**Required work**
Output the data once more, exactly as given.

Dataset entries:
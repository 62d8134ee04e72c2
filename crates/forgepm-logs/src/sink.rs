//! Bounded in-memory log shared by every daemon component

use chrono::{DateTime, Utc};
use forgepm_core::{LogEntry, LogLevel, LOG_BUFFER_CAPACITY};
use parking_lot::Mutex;
use std::collections::VecDeque;

/// Ring of the most recent log entries
///
/// Entries are mirrored to `tracing` so the daemon's own log carries them
/// too. Once full, the oldest entry is dropped.
pub struct LogSink {
    entries: Mutex<VecDeque<LogEntry>>,
    capacity: usize,
}

impl Default for LogSink {
    fn default() -> Self {
        Self::new(LOG_BUFFER_CAPACITY)
    }
}

impl LogSink {
    pub fn new(capacity: usize) -> Self {
        Self {
            entries: Mutex::new(VecDeque::with_capacity(capacity.min(LOG_BUFFER_CAPACITY))),
            capacity: capacity.max(1),
        }
    }

    pub fn push(&self, level: LogLevel, instance: Option<&str>, message: impl Into<String>) {
        let entry = LogEntry {
            timestamp: Utc::now(),
            level,
            instance: instance.map(str::to_string),
            message: message.into(),
        };

        let scope = entry.instance.as_deref().unwrap_or("-");
        match level {
            LogLevel::Info => tracing::info!(instance = scope, "{}", entry.message),
            LogLevel::Warn => tracing::warn!(instance = scope, "{}", entry.message),
            LogLevel::Error => tracing::error!(instance = scope, "{}", entry.message),
        }

        let mut entries = self.entries.lock();
        if entries.len() >= self.capacity {
            entries.pop_front();
        }
        entries.push_back(entry);
    }

    pub fn info(&self, instance: Option<&str>, message: impl Into<String>) {
        self.push(LogLevel::Info, instance, message);
    }

    pub fn warn(&self, instance: Option<&str>, message: impl Into<String>) {
        self.push(LogLevel::Warn, instance, message);
    }

    pub fn error(&self, instance: Option<&str>, message: impl Into<String>) {
        self.push(LogLevel::Error, instance, message);
    }

    /// Last `n` entries, optionally only those tagged with `instance`
    pub fn tail(&self, n: usize, instance: Option<&str>) -> Vec<LogEntry> {
        let entries = self.entries.lock();
        let mut out: Vec<LogEntry> = entries
            .iter()
            .rev()
            .filter(|e| instance.map_or(true, |id| e.instance.as_deref() == Some(id)))
            .take(n)
            .cloned()
            .collect();
        out.reverse();
        out
    }

    /// Entries newer than `since`
    pub fn since(&self, since: DateTime<Utc>) -> Vec<LogEntry> {
        self.entries
            .lock()
            .iter()
            .filter(|e| e.timestamp > since)
            .cloned()
            .collect()
    }

    pub fn entries(&self) -> Vec<LogEntry> {
        self.entries.lock().iter().cloned().collect()
    }

    pub fn len(&self) -> usize {
        self.entries.lock().len()
    }

    pub fn is_empty(&self) -> bool {
        self.entries.lock().is_empty()
    }

    pub fn clear(&self) {
        self.entries.lock().clear();
    }
}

**Reply**
repository 62d8134ee04e72c2
filename crates/forgepm-logs/src/sink.rs
//! Bounded in-memory log shared by every daemon component

use chrono::{DateTime, Utc};
use forgepm_core::{LogEntry, LogLevel, LOG_BUFFER_CAPACITY};
use parking_lot::Mutex;
use std::collections::VecDeque;

/// Ring of the most recent log entries
///
/// Entries are mirrored to `tracing` so the daemon's own log carries them
/// too. Once full, the oldest entry is dropped.
pub struct LogSink {
    entries: Mutex<VecDeque<LogEntry>>,
    capacity: usize,
}

impl Default for LogSink {
    fn default() -> Self {
        Self::new(LOG_BUFFER_CAPACITY)
    }
}

impl LogSink {
    pub fn new(capacity: usize) -> Self {
        Self {
            entries: Mutex::new(VecDeque::with_capacity(capacity.min(LOG_BUFFER_CAPACITY))),
            capacity: capacity.max(1),
        }
    }

    pub fn push(&self, level: LogLevel, instance: Option<&str>, message: impl Into<String>) {
        let entry = LogEntry {
            timestamp: Utc::now(),
            level,
            instance: instance.map(str::to_string),
            message: message.into(),
        };

        let scope = entry.instance.as_deref().unwrap_or("-");
        match level {
            LogLevel::Info => tracing::info!(instance = scope, "{}", entry.message),
            LogLevel::Warn => tracing::warn!(instance = scope, "{}", entry.message),
            LogLevel::Error => tracing::error!(instance = scope, "{}", entry.message),
        }

        let mut entries = self.entries.lock();
        if entries.len() >= self.capacity {
            entries.pop_front();
        }
        entries.push_back(entry);
    }

    pub fn info(&self, instance: Option<&str>, message: impl Into<String>) {
        self.push(LogLevel::Info, instance, message);
    }

    pub fn warn(&self, instance: Option<&str>, message: impl Into<String>) {
        self.push(LogLevel::Warn, instance, message);
    }

    pub fn error(&self, instance: Option<&str>, message: impl Into<String>) {
        self.push(LogLevel::Error, instance, message);
    }

    /// Last `n` entries, optionally only those tagged with `instance`
    pub fn tail(&self, n: usize, instance: Option<&str>) -> Vec<LogEntry> {
        let entries = self.entries.lock();
        let mut out: Vec<LogEntry> = entries
            .iter()
            .rev()
            .filter(|e| instance.map_or(true, |id| e.instance.as_deref() == Some(id)))
            .take(n)
            .cloned()
            .collect();
        out.reverse();
        out
    }

    /// Entries newer than `since`
    pub fn since(&self, since: DateTime<Utc>) -> Vec<LogEntry> {
        self.entries
            .lock()
            .iter()
            .filter(|e| e.timestamp > since)
            .cloned()
            .collect()
    }

    pub fn entries(&self) -> Vec<LogEntry> {
        self.entries.lock().iter().cloned().collect()
    }

    pub fn len(&self) -> usize {
        self.entries.lock().len()
    }

    pub fn is_empty(&self) -> bool {
        self.entries.lock().is_empty()
    }

    pub fn clear(&self) {
        self.entries.lock().clear();
    }
}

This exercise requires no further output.